In order to establish a prima facie case of retaliation, a plaintiff must demonstrate (1) that she engaged in protected activity; (2) that the employer knew of her exercise of protected rights; (3) that she was the subject of adverse employment action; and (4) that there is a causal link between the protected activity and the adverse employment action.Balmer v. HCA, Inc. (C.A.6 2005),
{¶ 39} With respect to the final element, a plaintiff must produce evidence which permits the inference that apart from the protected activity, the adverse action would not have been taken. Nguyen v. Cityof Cleveland (C.A.6 2000),
{¶ 40} The trial court determined that there were genuine issues of material fact regarding each element of Appellant's prima facie case of retaliation. As we concluded with respect to Appellant's claims of sex and age discrimination, however, we conclude that Appellant failed to produce evidence on essential elements of her retaliation claim and that Matco is entitled to summary judgment as a matter of law.

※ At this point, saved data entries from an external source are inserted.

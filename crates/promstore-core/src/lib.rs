// crates/promstore-core/src/lib.rs
// ============================================================================
// Module: Promstore Core Library
// Description: Public API surface for the Promstore catalog-and-ingestion engine.
// Purpose: Expose core types, store interfaces, and runtime components.
// Dependencies: crate::{core, interfaces, runtime, telemetry}
// ============================================================================

//! ## Overview
//! Promstore core maps untrusted, client-supplied metric names onto
//! dynamically provisioned storage relations, verifies the executing
//! principal may write those relations, caches the resulting catalog, commits
//! sample batches transactionally, and arbitrates leadership so a single
//! instance performs schema mutations at a time. It is backend-agnostic and
//! reaches storage only through the traits in [`interfaces`].
//!
//! The write path is: [`runtime::Ingestor`] partitions a [`WriteRequest`] by
//! metric, resolves each group through [`runtime::CatalogCache`] and
//! [`runtime::Provisioner`], and commits one transaction per group. The read
//! path resolves names through [`runtime::QueryResolver`] and never
//! provisions.

// ============================================================================
// SECTION: Modules
// ============================================================================

pub mod core;
pub mod interfaces;
pub mod runtime;
pub mod telemetry;

// ============================================================================
// SECTION: Re-Exports
// ============================================================================

pub use core::*;

pub use interfaces::BackingStore;
pub use interfaces::CatalogStore;
pub use interfaces::LeaseStore;
pub use interfaces::SampleStore;
pub use interfaces::StoreError;
pub use runtime::Adapter;
pub use runtime::AdapterConfig;
pub use runtime::AdapterError;
pub use runtime::ArbiterHandle;
pub use runtime::CatalogCache;
pub use runtime::CatalogCacheConfig;
pub use runtime::InMemoryStore;
pub use runtime::IngestConfig;
pub use runtime::IngestError;
pub use runtime::IngestFailure;
pub use runtime::IngestReport;
pub use runtime::Ingestor;
pub use runtime::LeaderArbiter;
pub use runtime::LeaderConfig;
pub use runtime::LeaderError;
pub use runtime::LeaderState;
pub use runtime::PermissionError;
pub use runtime::PermissionVerifier;
pub use runtime::ProvisionError;
pub use runtime::Provisioner;
pub use runtime::ProvisionerConfig;
pub use runtime::QueryError;
pub use runtime::QueryResolver;
pub use runtime::ResolvedMetric;
pub use runtime::RetryPolicy;
pub use telemetry::AdapterMetrics;
pub use telemetry::CacheLogger;
pub use telemetry::FacadeMetrics;
pub use telemetry::NoopMetrics;
pub use telemetry::TracingCacheLogger;
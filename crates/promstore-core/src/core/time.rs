// crates/promstore-core/src/core/time.rs
// ============================================================================
// Module: Promstore Time Source
// Description: Injected wall-clock abstraction for lease and catalog timestamps.
// Purpose: Keep lease arithmetic deterministic and testable.
// Dependencies: std
// ============================================================================

//! ## Overview
//! Runtime components never read the wall clock directly. Hosts inject a
//! [`Clock`]; production uses [`SystemClock`], tests drive a
//! [`ManualClock`] to step lease expiry without sleeping.

// ============================================================================
// SECTION: Imports
// ============================================================================

use std::sync::atomic::AtomicI64;
use std::sync::atomic::Ordering;
use std::time::Duration;
use std::time::SystemTime;
use std::time::UNIX_EPOCH;

// ============================================================================
// SECTION: Clock
// ============================================================================

/// Source of unix-millisecond timestamps.
pub trait Clock: Send + Sync {
    /// Returns the current time in unix milliseconds.
    fn now_millis(&self) -> i64;
}

/// Wall-clock time source.
#[derive(Debug, Default, Clone, Copy)]
pub struct SystemClock;

impl Clock for SystemClock {
    fn now_millis(&self) -> i64 {
        SystemTime::now()
            .duration_since(UNIX_EPOCH)
            .map_or(0, |elapsed| i64::try_from(elapsed.as_millis()).unwrap_or(i64::MAX))
    }
}

/// Manually advanced time source for tests and simulations.
///
/// # Invariants
/// - Time only moves when the caller sets or advances it.
#[derive(Debug, Default)]
pub struct ManualClock {
    /// Current time (unix ms).
    now_ms: AtomicI64,
}

impl ManualClock {
    /// Creates a clock pinned at `start_ms`.
    #[must_use]
    pub const fn new(start_ms: i64) -> Self {
        Self {
            now_ms: AtomicI64::new(start_ms),
        }
    }

    /// Advances the clock by `delta`.
    pub fn advance(&self, delta: Duration) {
        self.now_ms.fetch_add(duration_millis(delta), Ordering::SeqCst);
    }

    /// Sets the clock to `now_ms`.
    pub fn set(&self, now_ms: i64) {
        self.now_ms.store(now_ms, Ordering::SeqCst);
    }
}

impl Clock for ManualClock {
    fn now_millis(&self) -> i64 {
        self.now_ms.load(Ordering::SeqCst)
    }
}

/// Converts a duration into whole milliseconds, saturating at `i64::MAX`.
#[must_use]
pub fn duration_millis(duration: Duration) -> i64 {
    i64::try_from(duration.as_millis()).unwrap_or(i64::MAX)
}
impl StoreConfig {
    /// Validates store configuration.
    fn validate(&self) -> Result<(), ConfigError> {
        match self.store_type {
            StoreType::Memory => {
                if self.path.is_some() || self.connection.is_some() {
                    return Err(ConfigError::Invalid(
                        "memory store must not set path or connection".to_string(),
                    ));
                }
                Ok(())
            }
            StoreType::Sqlite => {
                if self.connection.is_some() {
                    return Err(ConfigError::Invalid(
                        "sqlite store must not set connection".to_string(),
                    ));
                }
                self.sqlite()?
                    .validate()
                    .map_err(|err| ConfigError::Invalid(format!("store: {err}")))
            }
            StoreType::Postgres => {
                if self.path.is_some() {
                    return Err(ConfigError::Invalid(
                        "postgres store must not set path".to_string(),
                    ));
                }
                check_interval("store.connect_timeout_ms", self.connect_timeout_ms)?;
                check_interval("store.statement_timeout_ms", self.statement_timeout_ms)?;
                self.postgres()?
                    .validate()
                    .map_err(|err| ConfigError::Invalid(format!("store: {err}")))
            }
        }
    }

    /// Builds the `SQLite` store configuration, defaulting the path to
    /// `promstore.db`.
    ///
    /// # Errors
    ///
    /// Returns [`ConfigError::Invalid`] when the path is empty or too long.
    pub fn sqlite(&self) -> Result<SqliteStoreConfig, ConfigError> {
        let path = self.path.clone().unwrap_or_else(|| PathBuf::from(DEFAULT_SQLITE_PATH));
        validate_path_string("store.path", &path.to_string_lossy())?;
        let mut config = SqliteStoreConfig::new(path);
        config.busy_timeout_ms = self.busy_timeout_ms;
        config.journal_mode = self.journal_mode;
        config.sync_mode = self.sync_mode;
        config.pool_size = self.pool_size;
        config.pool_wait_ms = self.pool_wait_ms;
        if let Some(principal) = &self.principal {
            config.principal.clone_from(principal);
        }
        Ok(config)
    }

    /// Builds the Postgres store configuration.
    ///
    /// # Errors
    ///
    /// Returns [`ConfigError::Invalid`] when no connection string is configured.
    pub fn postgres(&self) -> Result<PostgresStoreConfig, ConfigError> {
        let Some(connection) = &self.connection else {
            return Err(ConfigError::Invalid("postgres store requires connection".to_string()));
        };
        Ok(PostgresStoreConfig {
            connection: connection.clone(),
            max_connections: self.max_connections,
            connect_timeout_ms: self.connect_timeout_ms,
            statement_timeout_ms: self.statement_timeout_ms,
            pool_wait_ms: self.pool_wait_ms,
        })
    }
}
//! Config load validation tests for promstore-config.
// crates/promstore-config/tests/load_validation.rs
// =============================================================================
// Module: Config Load Validation Tests
// Description: Validate config loading guards (path, size, encoding, syntax).
// Purpose: Ensure config input handling is strict and fail-closed.
// =============================================================================

use std::io::Write;
use std::path::Path;

use promstore_config::ConfigError;
use promstore_config::PromstoreConfig;
use promstore_config::StoreType;
use tempfile::NamedTempFile;

type TestResult = Result<(), String>;

fn assert_invalid(result: Result<PromstoreConfig, ConfigError>, needle: &str) -> TestResult {
    match result {
        Err(error) => {
            let message = error.to_string();
            if message.contains(needle) {
                Ok(())
            } else {
                Err(format!("error {message} did not contain {needle}"))
            }
        }
        Ok(_) => Err("expected invalid config load".to_string()),
    }
}

fn write_config(contents: &[u8]) -> Result<NamedTempFile, String> {
    let mut file = NamedTempFile::new().map_err(|err| err.to_string())?;
    file.write_all(contents).map_err(|err| err.to_string())?;
    Ok(file)
}

#[test]
fn load_rejects_path_too_long() -> TestResult {
    let long_path = "a".repeat(5_000);
    assert_invalid(PromstoreConfig::load(Some(Path::new(&long_path))), "config path exceeds max length")
}

#[test]
fn load_rejects_path_component_too_long() -> TestResult {
    let long_component = "a".repeat(300);
    assert_invalid(
        PromstoreConfig::load(Some(Path::new(&long_component))),
        "config path component too long",
    )
}

#[test]
fn load_rejects_missing_file() -> TestResult {
    let dir = tempfile::tempdir().map_err(|err| err.to_string())?;
    let path = dir.path().join("absent.toml");
    assert_invalid(PromstoreConfig::load(Some(&path)), "config io error")
}

#[test]
fn load_rejects_oversized_file() -> TestResult {
    let file = write_config(&vec![b'#'; 1_048_577])?;
    assert_invalid(PromstoreConfig::load(Some(file.path())), "config file exceeds size limit")
}

#[test]
fn load_rejects_non_utf8_file() -> TestResult {
    let file = write_config(&[0xFF, 0xFE, 0xFF])?;
    assert_invalid(PromstoreConfig::load(Some(file.path())), "config file must be utf-8")
}

#[test]
fn load_rejects_malformed_toml() -> TestResult {
    let file = write_config(b"[cache\nmetric_capacity = 1")?;
    assert_invalid(PromstoreConfig::load(Some(file.path())), "config parse error")
}

#[test]
fn load_rejects_unknown_keys() -> TestResult {
    let file = write_config(b"[cache]\nmetric_capacty = 10\n")?;
    assert_invalid(PromstoreConfig::load(Some(file.path())), "config parse error")
}

#[test]
fn load_accepts_empty_file_with_defaults() -> TestResult {
    let file = write_config(b"")?;
    let config = PromstoreConfig::load(Some(file.path())).map_err(|err| err.to_string())?;
    if config.store.store_type != StoreType::Sqlite {
        return Err("default store should be sqlite".to_string());
    }
    if config.cache.metric_capacity != 10_000 || config.cache.series_capacity != 1_000_000 {
        return Err("cache defaults changed".to_string());
    }
    if !config.leader.campaign || config.leader.group_id != "promstore" {
        return Err("leader defaults changed".to_string());
    }
    Ok(())
}

#[test]
fn load_reads_full_document() -> TestResult {
    let file = write_config(
        br#"
[store]
type = "sqlite"
path = "data/promstore.db"
journal_mode = "delete"
pool_size = 4

[cache]
metric_capacity = 50
series_capacity = 500
ttl_seconds = 600

[provisioning]
lock_wait_ms = 500
lock_attempts = 5

[ingest]
max_store_attempts = 4
base_backoff_ms = 10
max_backoff_ms = 200
default_timeout_ms = 30000

[leader]
campaign = false
group_id = "east"
holder_id = "node-1"
lease_ttl_ms = 9000
renew_interval_ms = 3000
retry_interval_ms = 3000

[logging]
level = "warn"
format = "json"
"#,
    )?;
    let config = PromstoreConfig::load(Some(file.path())).map_err(|err| err.to_string())?;
    let adapter = config.adapter_config();
    if adapter.cache.metric_capacity != 50 || adapter.cache.ttl.map(|ttl| ttl.as_secs()) != Some(600)
    {
        return Err("cache section not applied".to_string());
    }
    if adapter.provisioner.lock_attempts != 5 || adapter.provisioner.lock_wait.as_millis() != 500 {
        return Err("provisioning section not applied".to_string());
    }
    if adapter.ingest.retry.max_attempts != 4
        || adapter.ingest.default_timeout.map(|timeout| timeout.as_secs()) != Some(30)
    {
        return Err("ingest section not applied".to_string());
    }
    if adapter.leader.campaign || adapter.leader.holder_id != "node-1" {
        return Err("leader section not applied".to_string());
    }
    let sqlite = config.store.sqlite().map_err(|err| err.to_string())?;
    if sqlite.pool_size != 4 || !sqlite.path.ends_with("promstore.db") {
        return Err("store section not applied".to_string());
    }
    Ok(())
}
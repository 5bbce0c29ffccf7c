// crates/promstore-core/src/core/mod.rs
// ============================================================================
// Module: Promstore Core Types
// Description: Canonical metric, series, catalog, and lease structures.
// Purpose: Provide stable, serializable types shared by every store backend.
// Dependencies: serde, sha2, thiserror, tokio-util
// ============================================================================

//! ## Overview
//! Promstore core types describe what arrives on the write path (raw
//! samples, labels, metadata), what the catalog persists (catalog entries,
//! relation names, series identifiers), and what leadership arbitration
//! exchanges with the store (leases and fences). These types are the
//! canonical source of truth for every backend.

// ============================================================================
// SECTION: Submodules
// ============================================================================

pub mod catalog;
pub mod context;
pub mod identifiers;
pub mod labels;
pub mod lease;
pub mod samples;
pub mod time;
pub mod validation;

// ============================================================================
// SECTION: Re-Exports
// ============================================================================

pub use catalog::CatalogEntry;
pub use context::Interrupted;
pub use context::RequestContext;
pub use identifiers::CATALOG_NAMESPACE;
pub use identifiers::DATA_NAMESPACE;
pub use identifiers::FencingToken;
pub use identifiers::MetricName;
pub use identifiers::RelationName;
pub use identifiers::SERIES_NAMESPACE;
pub use identifiers::SeriesId;
pub use labels::Label;
pub use labels::METRIC_NAME_LABEL;
pub use labels::SeriesKey;
pub use lease::Fence;
pub use lease::LeaderLease;
pub use lease::Leadership;
pub use samples::MetadataEntry;
pub use samples::MetricType;
pub use samples::RawSample;
pub use samples::Sample;
pub use samples::SeriesSamples;
pub use samples::StoredSample;
pub use samples::TimeRange;
pub use samples::TimeSeries;
pub use samples::WriteRequest;
pub use time::Clock;
pub use time::ManualClock;
pub use time::SystemClock;
pub use validation::ValidationError;
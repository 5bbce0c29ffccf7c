// crates/promstore-core/src/core/validation.rs
// ============================================================================
// Module: Promstore Input Validation
// Description: Bounds and checks applied to untrusted write-path inputs.
// Purpose: Reject malformed names, labels, and timestamps before any store call.
// Dependencies: thiserror
// ============================================================================

//! ## Overview
//! Every value on the write path is client supplied. This module holds the
//! hard limits and the error type used when an input falls outside them.
//! Validation failures are local: the offending sample or series is dropped
//! and counted, and sibling groups in the same request continue.

// ============================================================================
// SECTION: Imports
// ============================================================================

use thiserror::Error;

// ============================================================================
// SECTION: Limits
// ============================================================================

/// Maximum metric name length in bytes.
pub const MAX_METRIC_NAME_BYTES: usize = 1024;
/// Maximum label name length in bytes.
pub const MAX_LABEL_NAME_BYTES: usize = 256;
/// Maximum label value length in bytes.
pub const MAX_LABEL_VALUE_BYTES: usize = 4096;
/// Maximum number of labels on a single series.
pub const MAX_LABELS_PER_SERIES: usize = 128;
/// Largest accepted sample timestamp (ms); the JavaScript safe integer bound.
pub const MAX_TIMESTAMP_MS: i64 = 9_007_199_254_740_991;
/// Smallest accepted sample timestamp (ms).
pub const MIN_TIMESTAMP_MS: i64 = -MAX_TIMESTAMP_MS;

// ============================================================================
// SECTION: Errors
// ============================================================================

/// Input validation errors.
///
/// # Invariants
/// - Messages never echo full label values or sample payloads.
#[derive(Debug, Clone, PartialEq, Eq, Error)]
pub enum ValidationError {
    /// Metric name is empty.
    #[error("metric name is empty")]
    EmptyMetricName,
    /// Metric name exceeds the byte limit.
    #[error("metric name exceeds {max} bytes ({actual})")]
    MetricNameTooLong {
        /// Maximum permitted bytes.
        max: usize,
        /// Actual bytes supplied.
        actual: usize,
    },
    /// Series carries no metric name label.
    #[error("series has no __name__ label")]
    MissingMetricName,
    /// Label name is malformed.
    #[error("invalid label name: {0}")]
    InvalidLabelName(String),
    /// Label value exceeds the byte limit.
    #[error("label {name} value exceeds {max} bytes")]
    LabelValueTooLong {
        /// Label name.
        name: String,
        /// Maximum permitted bytes.
        max: usize,
    },
    /// Label name appears more than once.
    #[error("duplicate label name: {0}")]
    DuplicateLabel(String),
    /// Series carries too many labels.
    #[error("series has {actual} labels (max {max})")]
    TooManyLabels {
        /// Maximum permitted labels.
        max: usize,
        /// Actual label count.
        actual: usize,
    },
    /// Sample timestamp falls outside the accepted range.
    #[error("timestamp {0} out of range")]
    TimestampOutOfRange(i64),
    /// Time range bounds are inverted.
    #[error("invalid time range: start {start} after end {end}")]
    InvalidTimeRange {
        /// Range start (ms).
        start: i64,
        /// Range end (ms).
        end: i64,
    },
}

// ============================================================================
// SECTION: Checks
// ============================================================================

/// Validates a label name against `[a-zA-Z_][a-zA-Z0-9_]*`.
///
/// # Errors
///
/// Returns [`ValidationError::InvalidLabelName`] when the name is empty, too
/// long, or contains a disallowed character.
pub fn validate_label_name(name: &str) -> Result<(), ValidationError> {
    if name.is_empty() || name.len() > MAX_LABEL_NAME_BYTES {
        return Err(ValidationError::InvalidLabelName(truncate_for_message(name)));
    }
    let mut chars = name.chars();
    let valid_first = chars.next().is_some_and(|ch| ch.is_ascii_alphabetic() || ch == '_');
    if !valid_first || !chars.all(|ch| ch.is_ascii_alphanumeric() || ch == '_') {
        return Err(ValidationError::InvalidLabelName(truncate_for_message(name)));
    }
    Ok(())
}

/// Validates a sample timestamp against the accepted range.
///
/// # Errors
///
/// Returns [`ValidationError::TimestampOutOfRange`] when out of bounds.
pub const fn validate_timestamp(timestamp_ms: i64) -> Result<(), ValidationError> {
    if timestamp_ms < MIN_TIMESTAMP_MS || timestamp_ms > MAX_TIMESTAMP_MS {
        return Err(ValidationError::TimestampOutOfRange(timestamp_ms));
    }
    Ok(())
}

/// Shortens untrusted text embedded in error messages.
pub(crate) fn truncate_for_message(value: &str) -> String {
    /// Maximum characters echoed back in an error.
    const MAX_ECHO_CHARS: usize = 64;
    value.chars().take(MAX_ECHO_CHARS).collect()
}

// ============================================================================
// SECTION: Tests
// ============================================================================

#[cfg(test)]
mod tests {
    use super::MAX_TIMESTAMP_MS;
    use super::MIN_TIMESTAMP_MS;
    use super::validate_label_name;
    use super::validate_timestamp;

    #[test]
    fn label_names_follow_prometheus_charset() {
        assert!(validate_label_name("job").is_ok());
        assert!(validate_label_name("_private").is_ok());
        assert!(validate_label_name("le_2").is_ok());
        assert!(validate_label_name("").is_err());
        assert!(validate_label_name("2xx").is_err());
        assert!(validate_label_name("foo-bar").is_err());
        assert!(validate_label_name("café").is_err());
    }

    #[test]
    fn timestamps_are_bounded() {
        assert!(validate_timestamp(0).is_ok());
        assert!(validate_timestamp(MAX_TIMESTAMP_MS).is_ok());
        assert!(validate_timestamp(MIN_TIMESTAMP_MS).is_ok());
        assert!(validate_timestamp(i64::MAX).is_err());
        assert!(validate_timestamp(i64::MIN).is_err());
    }
}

{¶ 41} As evidence of protected activity, Appellant points to the voice mail message directed to Ms. Paonessa on April 2, 2004, following a supervisory counseling meeting with Ms. Paonessa and Mr. Hershberger during which she was issued the first of two "Performance Improvement Plans." She also identifies a letter to Greg Cochran, Matco's Customer Service Director, dated May 24, 2004, in which she protested Matco's determination to seek a second opinion regarding certification of leave pursuant to the provisions of the Family Medical Leave Act. Appellant alleges that Matco retaliated against her by requiring a second certification of FMLA leave and by subjecting her to a pattern of disingenuous discipline that lead, ultimately, to her termination.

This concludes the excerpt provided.